In my sidebar, under Mini Projects is one called Silent Boggle. When my daughter was born, my wifed Daniela and I like to play Boggle a lot, but we worried about the noise waking the baby, so I coded up a quick CGI script to create a web page listing the letters with the same frequency as the game. That worked OK, and now we could play without rattling the box, but of course a project never stops where you thought it would. I kept thinking that it would be cool if I could list all the words available, making it useful for learning new vocabulary, or just checking your score. It turns out that Peter Norvig covered solving Boggle as an AI problem in his book AI: A Modern Approach. And he also provides the code from the book, in both Lisp and Python. So, armed with a standard linux word list, munged to remove words illegal or impossible in Boggle (and to handly my funky hack involving the Qu face of the Boggle dice) and the AIMA python libarary, I was able to get something going. A little slow, and resource intensive, but it works (if that project ever starts getting much traffic, I’ll have to stick the wordlist in a seperate, long-running process).

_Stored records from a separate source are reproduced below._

//! Error responses: each rejection maps to its status, code, and kind.

use axum::http::StatusCode;
use integration_tests::fixtures::{at, ALICE, BOB, LECTURE_ID, MALLORY};
use integration_tests::setup::{request_token, send_heartbeat, token_for, TestContext};

fn assert_error(body: &serde_json::Value, code: &str, kind: &str) {
    assert_eq!(body["code"], code, "unexpected code in {}", body);
    assert_eq!(body["kind"], kind, "unexpected kind in {}", body);
    assert!(body["error"].as_str().is_some_and(|e| !e.is_empty()));
}

/// Missing identity header returns AUTH_001
#[tokio::test]
async fn test_missing_identity_returns_401() {
    let ctx = TestContext::new().await;
    let server = ctx.server();

    let response = server
        .post(&format!("/lectures/{}/attendance-token", LECTURE_ID))
        .await;

    response.assert_status(StatusCode::UNAUTHORIZED);
    let body: serde_json::Value = response.json();
    assert_eq!(body["code"], "AUTH_001");
}

#[tokio::test]
async fn test_non_numeric_identity_returns_401() {
    let ctx = TestContext::new().await;
    let server = ctx.server();

    let response = server
        .post(&format!("/lectures/{}/attendance-token", LECTURE_ID))
        .add_header("X-Student-Id", "alice")
        .await;

    response.assert_status(StatusCode::UNAUTHORIZED);
    let body: serde_json::Value = response.json();
    assert_eq!(body["code"], "AUTH_001");
}

#[tokio::test]
async fn test_unknown_lecture_returns_404() {
    let ctx = TestContext::new().await;
    let server = ctx.server();

    let response = request_token(&server, 404, ALICE).await;
    response.assert_status(StatusCode::NOT_FOUND);
    assert_error(&response.json(), "ATT_001", "not_found");

    let response = server.get("/lectures/404/attendance").await;
    response.assert_status(StatusCode::NOT_FOUND);

    let response = server.post("/lectures/404/finalize").await;
    response.assert_status(StatusCode::NOT_FOUND);
}

/// Token requests outside [starts_at, ends_at] are rejected.
#[tokio::test]
async fn test_token_outside_window_returns_422() {
    let ctx = TestContext::new().await;
    let server = ctx.server();

    ctx.set_time(at(8, 59));
    let response = request_token(&server, LECTURE_ID, ALICE).await;
    response.assert_status(StatusCode::UNPROCESSABLE_ENTITY);
    assert_error(&response.json(), "ATT_002", "out_of_window");

    ctx.set_time(at(11, 0));
    request_token(&server, LECTURE_ID, ALICE)
        .await
        .assert_status_ok();
}

#[tokio::test]
async fn test_unenrolled_student_returns_403() {
    let ctx = TestContext::new().await;
    let server = ctx.server();

    let response = request_token(&server, LECTURE_ID, MALLORY).await;
    response.assert_status(StatusCode::FORBIDDEN);
    assert_error(&response.json(), "ATT_003", "not_enrolled");
}

#[tokio::test]
async fn test_tampered_token_returns_401() {
    let ctx = TestContext::new().await;
    let server = ctx.server();
    let token = token_for(&server, ALICE).await;

    let mut tampered = token.into_bytes();
    let last = tampered.len() - 1;
    tampered[last] = if tampered[last] == b'A' { b'B' } else { b'A' };
    let tampered = String::from_utf8(tampered).unwrap();

    let response = send_heartbeat(&server, ALICE, &tampered).await;
    response.assert_status(StatusCode::UNAUTHORIZED);
    assert_error(&response.json(), "ATT_004", "invalid_token");

    let response = send_heartbeat(&server, ALICE, "not-a-token").await;
    response.assert_status(StatusCode::UNAUTHORIZED);
    assert_error(&response.json(), "ATT_004", "invalid_token");
}

/// A token presented by another student is rejected and nothing is written.
#[tokio::test]
async fn test_borrowed_token_returns_403() {
    let ctx = TestContext::new().await;
    let server = ctx.server();
    let token = token_for(&server, ALICE).await;

    let response = send_heartbeat(&server, BOB, &token).await;
    response.assert_status(StatusCode::FORBIDDEN);
    assert_error(&response.json(), "ATT_005", "token_mismatch");

    let report: serde_json::Value = server
        .get(&format!("/lectures/{}/attendance", LECTURE_ID))
        .await
        .json();
    assert!(report["records"].as_array().unwrap().is_empty());
}

#[tokio::test]
async fn test_expired_token_returns_401() {
    let ctx = TestContext::new().await;
    let server = ctx.server();

    ctx.set_time(at(9, 0));
    let token = token_for(&server, ALICE).await;

    // Still valid at exactly the expiry second.
    ctx.set_time(at(9, 10));
    send_heartbeat(&server, ALICE, &token)
        .await
        .assert_status_ok();

    ctx.set_time(at(9, 10) + chrono::Duration::seconds(1));
    let response = send_heartbeat(&server, ALICE, &token).await;
    response.assert_status(StatusCode::UNAUTHORIZED);
    assert_error(&response.json(), "ATT_006", "token_expired");
}

/// A valid token cannot be used once the lecture is over.
#[tokio::test]
async fn test_heartbeat_after_end_returns_422() {
    let ctx = TestContext::new().await;
    let server = ctx.server();

    ctx.set_time(at(10, 58));
    let token = token_for(&server, ALICE).await;

    ctx.set_time(at(11, 1));
    let response = send_heartbeat(&server, ALICE, &token).await;
    response.assert_status(StatusCode::UNPROCESSABLE_ENTITY);
    assert_error(&response.json(), "ATT_007", "lecture_not_active");
}

#[tokio::test]
async fn test_malformed_heartbeat_body_returns_400() {
    let ctx = TestContext::new().await;
    let server = ctx.server();

    let response = server
        .post("/attendance/heartbeat")
        .add_header("X-Student-Id", "7")
        .json(&serde_json::json!({ "tok": "x" }))
        .await;

    response.assert_status(StatusCode::BAD_REQUEST);
    let body: serde_json::Value = response.json();
    assert_eq!(body["code"], "VALID_001");
}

The thing is, the linux word list has a lot of words I don’t recognize and cannot find in any dictionary. At first I wanted to create links from the “answers” to a site with their definitions, but for many of the words there don’t appear to be definitions. I’d like to use this as a vocabulary building tool for my kids (my newborn daughter at the start of this project is now nine, and my son is now five and both are avid readers), but I can find two types of resources on the web: word lists suitable for use with the AIMA library, and dictionaries that don’t have associated word lists. I suppose I can dowload an open-source dictionary and extract the word-list myself, but it seems like with all the work that’s been done out there on wordlists and dictionaries, that there should be one that combines them both, that I just haven’t found yet.

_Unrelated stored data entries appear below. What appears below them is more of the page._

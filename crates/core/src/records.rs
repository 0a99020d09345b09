//! Heartbeat and attendance ledger records.

use chrono::{DateTime, Utc};
use serde::{Deserialize, Serialize};

use crate::lecture::{LectureId, StudentId};

/// Final or interim attendance status of a student for one lecture.
#[derive(Debug, Clone, Copy, PartialEq, Eq, Hash, Serialize, Deserialize)]
#[serde(rename_all = "lowercase")]
pub enum AttendanceStatus {
    Present,
    Late,
    Left,
    Absent,
}

impl AttendanceStatus {
    pub fn as_str(&self) -> &'static str {
        match self {
            Self::Present => "present",
            Self::Late => "late",
            Self::Left => "left",
            Self::Absent => "absent",
        }
    }

    pub fn parse(value: &str) -> Option<Self> {
        match value {
            "present" => Some(Self::Present),
            "late" => Some(Self::Late),
            "left" => Some(Self::Left),
            "absent" => Some(Self::Absent),
            _ => None,
        }
    }
}

/// Liveness trail of one student in one lecture.
///
/// `joined_at` is written by the first heartbeat only; `last_seen_at` moves
/// forward with every heartbeat.
#[derive(Debug, Clone, PartialEq, Eq, Serialize, Deserialize)]
pub struct HeartbeatRecord {
    pub lecture_id: LectureId,
    pub student_id: StudentId,
    pub joined_at: DateTime<Utc>,
    pub last_seen_at: DateTime<Utc>,
}

/// Attendance ledger entry, keyed by (lecture, student).
///
/// Written on two paths: every heartbeat marks the student `present`
/// (observed), and finalization overwrites the whole record (authoritative).
/// Both paths share the single `status` field.
#[derive(Debug, Clone, PartialEq, Eq, Serialize, Deserialize)]
pub struct AttendanceRecord {
    pub lecture_id: LectureId,
    pub student_id: StudentId,
    pub status: AttendanceStatus,
    pub checked_in_at: Option<DateTime<Utc>>,
    pub last_seen_at: Option<DateTime<Utc>>,
    pub minutes_attended: Option<u32>,
}

impl AttendanceRecord {
    /// Record for an enrolled student that never sent a heartbeat.
    pub fn absent(lecture_id: LectureId, student_id: StudentId) -> Self {
        Self {
            lecture_id,
            student_id,
            status: AttendanceStatus::Absent,
            checked_in_at: None,
            last_seen_at: None,
            minutes_attended: None,
        }
    }
}

/// Per-status counts for one lecture.
#[derive(Debug, Clone, Copy, Default, PartialEq, Eq, Serialize, Deserialize)]
pub struct AttendanceSummary {
    pub present: usize,
    pub late: usize,
    pub left: usize,
    pub absent: usize,
}

impl AttendanceSummary {
    pub fn from_records<'a>(records: impl IntoIterator<Item = &'a AttendanceRecord>) -> Self {
        let mut summary = Self::default();
        for record in records {
            match record.status {
                AttendanceStatus::Present => summary.present += 1,
                AttendanceStatus::Late => summary.late += 1,
                AttendanceStatus::Left => summary.left += 1,
                AttendanceStatus::Absent => summary.absent += 1,
            }
        }
        summary
    }

    pub fn total(&self) -> usize {
        self.present + self.late + self.left + self.absent
    }
}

So, lazyweb, I invoke thee! Please help me to find the wordlist + dictionary that I have overlooked in my searching.

Sierra Sliders

Kathy Sierra, of the Creating Passionate Users blog, posted about using an equalizer metaphor for product planning and brainstorming. She included some images for her readers to play around with for their own equalizer-planning projects. I took those, apply the Gimp to them, mixed with Bob Ippolito’s uber-cool MochiKit, and release to you:

Sierra Sliders

You can label up to eight sliders using the text box, hit enter and tweak the sliders. When you have it the way you want it, you can bookmark the result and send it to your team members, or your mom. Tested in IE 6, Firefox 1.5, and Safari 2.0.2. Your mileage may vary. Void where prohibited by law. Some limitations may apply. Coded in a hurryâ„¢.